The influence o hiv-1 subtypes c, crf31_bc andb on disease progression and innitial virologic response to haart in a southern Brazilian cohort / A influência dos subtipos C, CRF31_BC e B do vírus HIV-1 na progressão da infecção e resposta virológica inicial a terapia antirretroviral em uma coorte no sul do Brasil

Background: Although most HIV-1 infections in Brazil are due to subtype B, Southern Brazil has a high prevalence of subtype C and recombinant forms, such as CRF31_BC. This study assessed the impact of viral diversity on clinical progression in a cohort of newly diagnosed HIV-positive patients. Methods: From July/2004 to December/2005, 135 HIV-infected patients were recruited. The partial pol region was subtyped by phylogeny. A generalized estimating equation (GEE) model was used to examine the relationship between viral subtype, CD4+ T cell count and viral load levels before antiretroviral therapy. Hazard ratio (Cox regression) was used to evaluate factors associated with viral suppression (viral load < 50 copies/mL at six months). Results: Main HIV-1 subtypes included B (29.4%), C (28.2%), and CRF31_BC (23.5%). Subtypes B and C showed a similar trend in CD4+ T cell decline. Comparison of non-B (C and CRF31_BC) and B subtypes revealed no significant difference in the proportion of patients with viral suppression at six months (week 24). Higher CD4+ T cell count and lower viral load were independently associated with viral suppression. Conclusion: No significant differences were found between subtypes; however, lower viral load and higher CD4+ T cell count before therapy were associated with better response.

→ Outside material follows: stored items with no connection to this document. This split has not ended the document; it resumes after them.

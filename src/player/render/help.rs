//! Help overlay rendering for the player.
//!
//! Displays a centered help overlay with all available keyboard shortcuts.

use ratatui::{
    layout::Rect,
    text::{Line, Text},
    widgets::{Clear, Paragraph},
    Frame,
};

use crate::theme::Theme;

/// Help text lines for the help overlay.
pub const HELP_LINES: &[&str] = &[
    "",
    "  ╔═══════════════════════════════════════════╗",
    "  ║             lsviz Player Help             ║",
    "  ╠═══════════════════════════════════════════╣",
    "  ║                                           ║",
    "  ║  Navigation                               ║",
    "  ║    <-/h/p     Previous step               ║",
    "  ║    ->/l/n     Next step                   ║",
    "  ║    Home/g     First step                  ║",
    "  ║    End/G      Last step                   ║",
    "  ║                                           ║",
    "  ║  Autoplay                                 ║",
    "  ║    Space      Start / pause autoplay      ║",
    "  ║    s          Stop autoplay               ║",
    "  ║                                           ║",
    "  ║  Input                                    ║",
    "  ║    e or /     Edit list and target        ║",
    "  ║    Tab        Switch field                ║",
    "  ║    Enter      Generate steps              ║",
    "  ║    Esc        Cancel editing              ║",
    "  ║                                           ║",
    "  ║  General                                  ║",
    "  ║    ?          Show this help              ║",
    "  ║    q          Quit player                 ║",
    "  ║                                           ║",
    "  ║           Press any key to close          ║",
    "  ╚═══════════════════════════════════════════╝",
    "",
];

/// Width of the help box (for centering calculations).
pub const HELP_BOX_WIDTH: usize = 47;

/// Calculate the starting row for centering the help box.
pub fn calc_help_start_row(term_height: u16) -> u16 {
    let box_height = HELP_LINES.len() as u16;
    (term_height.saturating_sub(box_height)) / 2
}

/// Calculate the starting column for centering the help box.
pub fn calc_help_start_col(term_width: u16) -> u16 {
    ((term_width as usize).saturating_sub(HELP_BOX_WIDTH) / 2) as u16
}

/// Area covered by the help box inside `area`, clipped to fit.
pub fn help_area(area: Rect) -> Rect {
    let x = area.x + calc_help_start_col(area.width);
    let y = area.y + calc_help_start_row(area.height);
    let width = (HELP_BOX_WIDTH as u16).min(area.width);
    let height = (HELP_LINES.len() as u16).min(area.height);
    Rect::new(x, y, width, height)
}

/// Render the help overlay on top of whatever was drawn.
pub fn render_help(frame: &mut Frame, theme: &Theme) {
    let area = help_area(frame.area());
    let text: Text = HELP_LINES.iter().map(|l| Line::from(*l)).collect();

    frame.render_widget(Clear, area);
    frame.render_widget(Paragraph::new(text).style(theme.accent_style()), area);
}
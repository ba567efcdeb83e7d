//! Search request construction and input validation.
//!
//! Converts the raw text typed by the user into a well-formed
//! [`SearchRequest`], or a [`ValidationError`] whose message is shown
//! to the user verbatim.

use std::num::{IntErrorKind, ParseIntError};

use serde::Serialize;

/// Errors produced while validating raw search input.
#[derive(Debug, Clone, PartialEq, Eq, thiserror::Error)]
pub enum ValidationError {
    #[error("Your list must contain only integers.")]
    NonIntegerElement { element: String },

    #[error("Target is required.")]
    EmptyTarget,

    #[error("Target must be an integer.")]
    NonIntegerTarget { target: String },

    #[error("Integers must be between {} and {}.", i64::MIN, i64::MAX)]
    IntegerOutOfRange { value: String },
}

/// A validated array/target pair. Immutable once created.
#[derive(Debug, Clone, PartialEq, Eq, Serialize)]
pub struct SearchRequest {
    array: Vec<i64>,
    target: i64,
}

impl SearchRequest {
    /// Create a request from already-typed values.
    pub fn new(array: Vec<i64>, target: i64) -> Self {
        Self { array, target }
    }

    /// Validate raw text input.
    ///
    /// The list is split on commas; each piece is trimmed and empty pieces
    /// are skipped, so `"4, 1,,9 "` yields `[4, 1, 9]`. The target is
    /// trimmed and must be a non-empty integer.
    pub fn parse(array_text: &str, target_text: &str) -> Result<Self, ValidationError> {
        let array = parse_array(array_text)?;
        let target = parse_target(target_text)?;
        Ok(Self { array, target })
    }

    /// The array to scan.
    pub fn array(&self) -> &[i64] {
        &self.array
    }

    /// The value searched for.
    pub fn target(&self) -> i64 {
        self.target
    }
}

fn parse_array(text: &str) -> Result<Vec<i64>, ValidationError> {
    text.split(',')
        .map(str::trim)
        .filter(|piece| !piece.is_empty())
        .map(|piece| {
            piece.parse::<i64>().map_err(|e| {
                out_of_range(&e, piece).unwrap_or_else(|| ValidationError::NonIntegerElement {
                    element: piece.to_string(),
                })
            })
        })
        .collect()
}

fn parse_target(text: &str) -> Result<i64, ValidationError> {
    let trimmed = text.trim();
    if trimmed.is_empty() {
        return Err(ValidationError::EmptyTarget);
    }
    trimmed.parse::<i64>().map_err(|e| {
        out_of_range(&e, trimmed).unwrap_or_else(|| ValidationError::NonIntegerTarget {
            target: trimmed.to_string(),
        })
    })
}

/// A well-formed integer that does not fit in `i64`.
fn out_of_range(err: &ParseIntError, text: &str) -> Option<ValidationError> {
    matches!(err.kind(), IntErrorKind::PosOverflow | IntErrorKind::NegOverflow).then(|| {
        ValidationError::IntegerOutOfRange {
            value: text.to_string(),
        }
    })
}
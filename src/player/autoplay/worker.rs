//! Background thread driver for autoplay.
//!
//! Runs one [`AutoplayRun`] on a dedicated thread, sleeping between
//! ticks and taking the controller lock only at checkpoints. Any other
//! holder of the controller (the main thread, a Ctrl-C handler, a newer
//! worker) can pre-empt the run by cancelling or replacing its token.

use std::sync::{Arc, Mutex, MutexGuard, PoisonError};
use std::thread::{self, JoinHandle};
use std::time::Duration;

use super::run::{AutoplayRun, AutoplayStatus};
use super::sink::StepSink;
use crate::player::controller::PlaybackController;

/// Controller handle shared between the main thread and autoplay workers.
pub type SharedController = Arc<Mutex<PlaybackController>>;

/// Lock the controller, recovering from a poisoned lock.
///
/// The controller keeps its invariants across every operation, so state
/// left behind by a panicking holder is still consistent.
pub fn lock_controller(controller: &Mutex<PlaybackController>) -> MutexGuard<'_, PlaybackController> {
    controller.lock().unwrap_or_else(PoisonError::into_inner)
}

/// Spawn an autoplay worker.
///
/// The run is started (and the current step emitted) before this function
/// returns, so two consecutive calls always leave the second run
/// authoritative. The handle yields the run's terminal status.
pub fn spawn_autoplay<S>(
    controller: SharedController,
    interval: Duration,
    mut sink: S,
) -> JoinHandle<AutoplayStatus>
where
    S: StepSink + Send + 'static,
{
    let mut run = AutoplayRun::start(&mut lock_controller(&controller), &mut sink);

    thread::spawn(move || {
        while run.status() == AutoplayStatus::Running {
            thread::sleep(interval);
            run.tick(&mut lock_controller(&controller), &mut sink);
        }
        run.status()
    })
}
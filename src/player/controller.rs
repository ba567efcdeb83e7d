//! Playback controller
//!
//! Owns the [`PlaybackState`] and mediates every position change. Manual
//! navigation always invalidates the active autoplay token before it
//! applies, so a pending autoplay tick can never overrule the user.
//! Autoplay itself advances only through [`PlaybackController::autoplay_tick`].

use tracing::debug;

use crate::player::state::{AutoplayToken, PlaybackState};
use crate::search::{describe, Frame, Step, StepSequence};

/// Outcome of one autoplay checkpoint.
#[derive(Debug, Clone, Copy, PartialEq, Eq)]
pub enum TickOutcome {
    /// The token is no longer authoritative; nothing changed
    Cancelled,
    /// Already at the last step; the token has been released
    Completed,
    /// Moved one step forward to the given position
    Advanced(usize),
}

/// Tracks the current position within one step sequence.
#[derive(Debug, Default)]
pub struct PlaybackController {
    state: PlaybackState,
    /// Last token value handed out
    issued: u64,
}

impl PlaybackController {
    pub fn new() -> Self {
        Self::default()
    }

    /// Read-only view of the playback state.
    pub fn state(&self) -> &PlaybackState {
        &self.state
    }

    pub fn sequence(&self) -> Option<&StepSequence> {
        self.state.sequence.as_ref()
    }

    pub fn current_index(&self) -> usize {
        self.state.current_index
    }

    /// Number of steps in the loaded sequence (0 when none is loaded).
    pub fn len(&self) -> usize {
        self.sequence().map_or(0, StepSequence::len)
    }

    pub fn is_empty(&self) -> bool {
        self.len() == 0
    }

    /// True when positioned on the last step of a loaded sequence.
    pub fn is_at_end(&self) -> bool {
        self.sequence()
            .is_some_and(|seq| self.state.current_index == seq.last_position())
    }

    /// Replace the sequence and rewind to its first step.
    pub fn load(&mut self, sequence: StepSequence) {
        self.cancel_autoplay();
        debug!(len = sequence.len(), "loading step sequence");
        self.state.sequence = Some(sequence);
        self.state.current_index = 0;
    }

    /// Drop the sequence and return to the empty state.
    pub fn reset(&mut self) {
        self.cancel_autoplay();
        self.state.sequence = None;
        self.state.current_index = 0;
    }

    /// Move one step forward, stopping at the last step.
    pub fn next(&mut self) {
        self.cancel_autoplay();
        self.step_forward();
    }

    /// Move one step back, stopping at the first step.
    pub fn previous(&mut self) {
        self.cancel_autoplay();
        self.state.current_index = self.state.current_index.saturating_sub(1);
    }

    /// Jump to `index`, clamped into the sequence.
    pub fn go_to(&mut self, index: usize) {
        self.cancel_autoplay();
        if let Some(last) = self.sequence().map(StepSequence::last_position) {
            self.state.current_index = index.min(last);
        }
    }

    pub fn first(&mut self) {
        self.go_to(0);
    }

    pub fn last(&mut self) {
        self.go_to(usize::MAX);
    }

    /// The step at the current position, or [`Step::PLACEHOLDER`].
    pub fn current_step(&self) -> &Step {
        self.sequence()
            .and_then(|seq| seq.get(self.state.current_index))
            .unwrap_or(&Step::PLACEHOLDER)
    }

    /// Renderer tuple for the current position.
    pub fn current_frame(&self) -> Frame {
        match self.sequence() {
            Some(seq) => describe(seq, self.state.current_index),
            None => Frame::placeholder(),
        }
    }

    // === Autoplay seam ===

    /// Cancel any active run and issue a fresh token.
    pub fn begin_autoplay(&mut self) -> AutoplayToken {
        self.cancel_autoplay();
        self.issued += 1;
        let token = AutoplayToken(self.issued);
        self.state.autoplay_token = Some(token);
        debug!(token = token.0, "autoplay token issued");
        token
    }

    /// Invalidate the active token.
    ///
    /// Returns whether a token was active. Calling it again is a no-op.
    pub fn cancel_autoplay(&mut self) -> bool {
        match self.state.autoplay_token.take() {
            Some(token) => {
                debug!(token = token.0, "autoplay token cancelled");
                true
            }
            None => false,
        }
    }

    /// Whether `token` identifies the currently authoritative run.
    pub fn is_authoritative(&self, token: AutoplayToken) -> bool {
        self.state.autoplay_token == Some(token)
    }

    /// One autoplay checkpoint on behalf of `token`.
    pub fn autoplay_tick(&mut self, token: AutoplayToken) -> TickOutcome {
        if !self.is_authoritative(token) {
            return TickOutcome::Cancelled;
        }
        if self.is_empty() || self.is_at_end() {
            self.state.autoplay_token = None;
            return TickOutcome::Completed;
        }
        self.step_forward();
        TickOutcome::Advanced(self.state.current_index)
    }

    fn step_forward(&mut self) {
        if let Some(last) = self.sequence().map(StepSequence::last_position) {
            self.state.current_index = (self.state.current_index + 1).min(last);
        }
    }
}
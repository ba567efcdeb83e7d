//! Progress bar rendering for the player.
//!
//! Displays the position within the trace, with a marker where the
//! target was found.

use ratatui::text::{Line, Span};

use crate::theme::Theme;

/// Format a trace position as `current/total` (1-based).
pub fn format_position(position: usize, len: usize) -> String {
    if len == 0 {
        return "0/0".to_string();
    }
    format!("{}/{}", position.min(len - 1) + 1, len)
}

/// Build the progress bar character array.
///
/// # Arguments
/// * `bar_width` - Width of the bar in characters
/// * `position` - Current position in the trace
/// * `len` - Number of steps in the trace
/// * `match_position` - Position of the matching step, if any
///
/// # Returns
/// A tuple of (bar_chars, filled_count).
pub fn build_progress_bar_chars(
    bar_width: usize,
    position: usize,
    len: usize,
    match_position: Option<usize>,
) -> (Vec<char>, usize) {
    let progress = if len > 1 {
        (position as f64 / (len - 1) as f64).clamp(0.0, 1.0)
    } else if len == 1 {
        1.0
    } else {
        0.0
    };

    let filled = (bar_width as f64 * progress) as usize;

    let mut bar: Vec<char> = vec!['─'; bar_width];

    if filled < bar_width {
        bar[filled] = '⏺';
    }

    if let Some(found) = match_position {
        let marker_pos = if len > 1 {
            ((found as f64 / (len - 1) as f64) * bar_width as f64) as usize
        } else {
            0
        };
        let marker_pos = marker_pos.min(bar_width.saturating_sub(1));
        if marker_pos < bar_width && bar[marker_pos] != '⏺' {
            bar[marker_pos] = '◆';
        }
    }

    (bar, filled)
}

/// Build the progress line: bar followed by `step current/total`.
pub fn build_progress_line(
    width: u16,
    position: usize,
    len: usize,
    match_position: Option<usize>,
    theme: &Theme,
) -> Line<'static> {
    let label = format!(" step {}", format_position(position, len));
    let bar_width = (width as usize).saturating_sub(label.chars().count() + 1);
    let (bar, filled) = build_progress_bar_chars(bar_width, position, len, match_position);

    let done: String = bar[..filled.min(bar.len())]
        .iter()
        .map(|&c| if c == '◆' { c } else { '━' })
        .collect();
    let rest: String = bar[filled.min(bar.len())..].iter().collect();

    Line::from(vec![
        Span::raw(" "),
        Span::styled(done, theme.success_style()),
        Span::styled(rest, theme.text_secondary_style()),
        Span::styled(label, theme.text_style()),
    ])
}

Introdução: Embora a maioria das infecções de HIV-1 no Brasil seja devido ao subtipo B, o Sul do Brasil apresenta uma alta prevalência do subtipo C e formas recombinantes, como CRF31_BC. Este estudo avaliou o impacto da diversidade viral na evolução clínica em uma coorte de pacientes HIV-positivos recém diagnosticados. Métodos: De julho/2004 a dezembro/2005, 135 pacientes anti-HIV reagentes foram recrutados. A região pol parcial foi subtipada por filogenia. Um modelo de equação de estimativa generalizada (GEE) foi utilizado para examinar a relação entre subtipo viral, contagem de células CD4 e níveis de carga viral pré-terapia antirretroviral. Hazard ratio (regressão de Cox) foi utilizada para avaliar os fatores associados à supressão viral (carga viral < 50 cópias/mL em seis meses). Resultados: Os principais subtipos de HIV-1 incluíram B (29,4%), C (28,2%) e CRF31_BC (23,5%). Os subtipos B e C apresentaram uma tendência semelhante no declínio de células CD4. Quando comparados os subtipos não B (C e CRF31_BC) e B, não houve diferença significativa na proporção de pacientes com supressão viral aos seis meses (24 semanas). CD4 mais alto e carga viral mais baixa demonstraram associação independente com supressão viral. Conclusão: Não houve diferença significativa entre os subtipos; entretanto, viremia mais baixa e CD4 mais alto pré-terapia mostraram associação com melhor resposta.